Your objective: Output every line from the beginning of the records through the line that contains "fn likely_supports_nerd_fonts() ->", exactly as it appears.
--- START ---
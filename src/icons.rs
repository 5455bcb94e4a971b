//! Icon provider system for the application.
//!
//! Supports multiple icon sets: NerdFonts, Unicode emojis, and ASCII
//! fallback. Auto-detects terminal capabilities and allows user override
//! via environment variable.

use std::env;

/// Available icon sets
#[derive(Debug, Clone, Copy, PartialEq, Eq)]
pub enum IconSet {
    /// NerdFonts icons (requires NerdFont-patched font)
    NerdFonts,
    /// Unicode emoji icons (works in most modern terminals)
    Unicode,
    /// ASCII-only fallback (maximum compatibility)
    Ascii,
}

impl IconSet {
    /// Detect the best icon set for the current terminal
    pub fn detect() -> Self {
        // Check for explicit user override
        if let Ok(icons) = env::var("POLARIS_ICONS") {
            return Self::from_name(&icons);
        }

        if Self::likely_supports_nerd_fonts() {
            IconSet::NerdFonts
        } else {
            IconSet::Unicode // Safe default
        }
    }

    /// Parse an icon set name ("nerd", "unicode", "ascii")
    pub fn from_name(name: &str) -> Self {
        match name.to_lowercase().as_str() {
            "nerd" | "nerdfont" | "nerdfonts" => IconSet::NerdFonts,
            "ascii" | "plain" => IconSet::Ascii,
            _ => IconSet::Unicode, // Default fallback
        }
    }

    /// Heuristic to detect if terminal likely supports NerdFonts
    fn likely_supports_nerd_fonts() -> bool {
        // Check TERM_PROGRAM for known terminals with good font support
        if let Ok(term_program) = env::var("TERM_PROGRAM") {
            matches!(
                term_program.as_str(),
                "iTerm.app" | "WezTerm" | "Alacritty" | "kitty" | "Ghostty"
            )
        } else {
            false
        }
    }

    /// Get the name of this icon set
    pub fn name(&self) -> &'static str {
        match self {
            IconSet::NerdFonts => "NerdFonts",
            IconSet::Unicode => "Unicode",
            IconSet::Ascii => "ASCII",
        }
    }
}

/// Icon provider that returns appropriate glyphs based on the selected set
#[derive(Debug, Clone, Copy)]
pub struct Icons {
    icon_set: IconSet,
}

impl Icons {
    /// Create a new icon provider with auto-detection
    pub fn new() -> Self {
        Self {
            icon_set: IconSet::detect(),
        }
    }

    /// Create an icon provider with a specific icon set
    pub fn with_icon_set(icon_set: IconSet) -> Self {
        Self { icon_set }
    }

    /// The active icon set
    pub fn icon_set(&self) -> IconSet {
        self.icon_set
    }

    /// Face-scan affordance glyph
    pub fn face(&self) -> &'static str {
        match self.icon_set {
            IconSet::NerdFonts => "\u{f2bd}",
            IconSet::Unicode => "👤",
            IconSet::Ascii => "[o]",
        }
    }

    /// Fingerprint affordance glyph
    pub fn fingerprint(&self) -> &'static str {
        match self.icon_set {
            IconSet::NerdFonts => "\u{f0c85}",
            IconSet::Unicode => "☝",
            IconSet::Ascii => "(@)",
        }
    }

    /// Lock glyph for the secured-by line
    pub fn lock(&self) -> &'static str {
        match self.icon_set {
            IconSet::NerdFonts => "\u{f023}",
            IconSet::Unicode => "🔒",
            IconSet::Ascii => "[#]",
        }
    }

    /// Verified/checkmark glyph for the access-granted overlay
    pub fn verified(&self) -> &'static str {
        match self.icon_set {
            IconSet::NerdFonts => "\u{f05e0}",
            IconSet::Unicode => "✔",
            IconSet::Ascii => "OK",
        }
    }

    /// Warning glyph for blocked input
    pub fn warning(&self) -> &'static str {
        match self.icon_set {
            IconSet::NerdFonts => "\u{f071}",
            IconSet::Unicode => "⚠",
            IconSet::Ascii => "!",
        }
    }
}

impl Default for Icons {
    fn default() -> Self {
        Self::new()
    }
}

#[cfg(test)]
mod tests {
    use super::*;

    #[test]
    fn test_icon_set_from_name() {
        assert_eq!(IconSet::from_name("nerd"), IconSet::NerdFonts);
        assert_eq!(IconSet::from_name("ascii"), IconSet::Ascii);
        assert_eq!(IconSet::from_name("emoji"), IconSet::Unicode);
        assert_eq!(IconSet::from_name("anything"), IconSet::Unicode);
    }

    #[test]
    fn test_ascii_set_is_ascii_only() {
        let icons = Icons::with_icon_set(IconSet::Ascii);
        for glyph in [
            icons.face(),
            icons.fingerprint(),
            icons.lock(),
            icons.verified(),
            icons.warning(),
        ] {
            assert!(glyph.is_ascii(), "non-ascii glyph in ascii set: {glyph}");
        }
    }
}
--- END ---
Task output:
filename src/icons.rs
repository 5455bcb94e4a971b
//! Icon provider system for the application.
//!
//! Supports multiple icon sets: NerdFonts, Unicode emojis, and ASCII
//! fallback. Auto-detects terminal capabilities and allows user override
//! via environment variable.

use std::env;

/// Available icon sets
#[derive(Debug, Clone, Copy, PartialEq, Eq)]
pub enum IconSet {
    /// NerdFonts icons (requires NerdFont-patched font)
    NerdFonts,
    /// Unicode emoji icons (works in most modern terminals)
    Unicode,
    /// ASCII-only fallback (maximum compatibility)
    Ascii,
}

impl IconSet {
    /// Detect the best icon set for the current terminal
    pub fn detect() -> Self {
        // Check for explicit user override
        if let Ok(icons) = env::var("POLARIS_ICONS") {
            return Self::from_name(&icons);
        }

        if Self::likely_supports_nerd_fonts() {
            IconSet::NerdFonts
        } else {
            IconSet::Unicode // Safe default
        }
    }

    /// Parse an icon set name ("nerd", "unicode", "ascii")
    pub fn from_name(name: &str) -> Self {
        match name.to_lowercase().as_str() {
            "nerd" | "nerdfont" | "nerdfonts" => IconSet::NerdFonts,
            "ascii" | "plain" => IconSet::Ascii,
            _ => IconSet::Unicode, // Default fallback
        }
    }

    /// Heuristic to detect if terminal likely supports NerdFonts
    fn likely_supports_nerd_fonts() -> bool {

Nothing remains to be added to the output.